Here are some practical tips to make your meal prep easier and more efficient:

  1. Start with a plan: Before you begin, create a meal plan for the week. This will help you know exactly what to prepare and what ingredients you’ll need.
  2. Make a comprehensive grocery list: Based on your meal plan, create a detailed grocery list. This ensures you have all the necessary ingredients on hand and prevents last-minute trips to the store.
  3. Prep in batches: Cook proteins, carbs, and veggies in bulk so you can mix and match throughout the week. However, aim for variety rather than just one of each.
  4. Use “Dump and go” recipes: Use simple recipes like salsa lime chicken that can be thrown in a slow cooker or Instant Pot with minimal prep.
  5. Prep components: Instead of full meals, prep ingredients like shredded chicken, taco meat, quinoa, or roasted veggies that can be used in multiple dishes
  6. Use your slow cooker or Instant Pot: These appliances are great for hands-off cooking. You can make large batches of soups, stews, or shredded meats with minimal effort.
  7. Pre-portion snacks: Use small containers or bags to portion out approved snacks like nuts, seeds, or cut vegetables. This prevents overeating and makes it easy to grab a Fix-approved snack.
  8. Make use of freezer-friendly meals: Prepare meals that freeze well, like soups or casseroles. This gives you options for busy days when you don’t have time to cook.
  9. Invest in quality storage containers: Good quality, microwave-safe containers with tight-fitting lids will keep your prepped food fresh and make reheating easy.
  10. Label everything: Use labels to mark the contents and date of preparation for each container. This helps you keep track of what you have and when it needs to be used.

Conclusion

The 21 Day Fix meal plan offers a straightforward approach to healthy eating and portion control.

The 21 Day Fix is more than just a diet, it’s a lifestyle change that can help you develop healthier eating habits for the long term.

By focusing on portion control, balanced nutrition, and regular exercise, the 21 Day Fix program offers a sustainable approach to weight loss and overall wellness.

Remember, the key to success with the 21 Day Fix is consistency and preparation. Stick to your container allowances, try new recipes to keep things interesting, and don’t forget to incorporate the recommended daily workouts.

It may take some time to adjust to this new way of eating, but many people find that it becomes second nature after a few weeks.

Whether you’re looking to lose weight, improve your eating habits, or simply feel better overall, the 21 Day Fix can be a valuable tool to help you get there.

So, why not give it a try?
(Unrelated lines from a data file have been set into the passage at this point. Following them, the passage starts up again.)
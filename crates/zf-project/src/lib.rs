//! zf-project: installation file format, validation and restore-state files.

pub mod schema;
pub mod snapshot;
pub mod validate;

pub use schema::*;
pub use snapshot::{ZoneSnapshotDef, ZoneSnapshotFile, load_snapshot, save_snapshot};
pub use validate::{LATEST_VERSION, ValidationError, validate_installation};

use std::path::Path;

pub type ProjectResult<T> = Result<T, ProjectError>;

#[derive(thiserror::Error, Debug)]
pub enum ProjectError {
    #[error("Validation error: {0}")]
    Validation(#[from] ValidationError),

    #[error("Unsupported file extension: {0}")]
    UnsupportedFormat(String),

    #[error("I/O error: {0}")]
    Io(#[from] std::io::Error),

    #[error("YAML error: {0}")]
    Yaml(#[from] serde_yaml::Error),

    #[error("JSON error: {0}")]
    Json(#[from] serde_json::Error),
}

pub fn load_yaml(path: &Path) -> ProjectResult<InstallationDef> {
    let content = std::fs::read_to_string(path)?;
    let installation: InstallationDef = serde_yaml::from_str(&content)?;
    validate_installation(&installation)?;
    Ok(installation)
}

pub fn save_yaml(path: &Path, installation: &InstallationDef) -> ProjectResult<()> {
    validate_installation(installation)?;
    let content = serde_yaml::to_string(installation)?;
    std::fs::write(path, content)?;
    Ok(())
}

pub fn load_json(path: &Path) -> ProjectResult<InstallationDef> {
    let content = std::fs::read_to_string(path)?;
    let installation: InstallationDef = serde_json::from_str(&content)?;
    validate_installation(&installation)?;
    Ok(installation)
}

pub fn save_json(path: &Path, installation: &InstallationDef) -> ProjectResult<()> {
    validate_installation(installation)?;
    let content = serde_json::to_string_pretty(installation)?;
    std::fs::write(path, content)?;
    Ok(())
}

/// Load an installation, picking the format from the file extension.
pub fn load(path: &Path) -> ProjectResult<InstallationDef> {
    match path.extension().and_then(|e| e.to_str()) {
        Some("yaml" | "yml") => load_yaml(path),
        Some("json") => load_json(path),
        other => Err(ProjectError::UnsupportedFormat(
            other.unwrap_or_default().to_string(),
        )),
    }
}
Your healthier self might be just 21 days away.

FAQs

Is 21 Day Fix Good for Weight Loss?

Yes, the 21 Day Fix is highly effective for weight loss. By focusing on portion control, balanced nutrition, and regular exercise, the program helps you create a calorie deficit while ensuring that your body gets the nutrients it needs. Many people see noticeable results in just 21 days.

How Much Weight Can I Lose on a 21 Day Fix Diet?

Many participants lose anywhere from 5 to 15 pounds in the 21-day period, depending on their starting weight, adherence to the 21day Fix meal plan, and the intensity of their workouts.

Can You Eat Bananas on 21 Day Fix?

Yes, bananas are allowed on the 21 Day Fix. They fall under the purple container category (fruits). Just be mindful of portion sizes, as bananas can be higher in calories compared to other fruits.

Is Sugar Allowed on 21 Day Fix?

No, the 21 Day Fix discourages added sugars. Natural sugars found in fruits are allowed, but you should avoid processed sugars and sugary snacks. Stick to whole, unprocessed foods to stay on track.

Is Mayo Allowed on 21 Day Fix?

Yes, olive-based mayo is allowed on the 21 Day Fix Diet and falls under tablespoon. You can also make your own mayo or condiments approved by the 21 Day Fix program.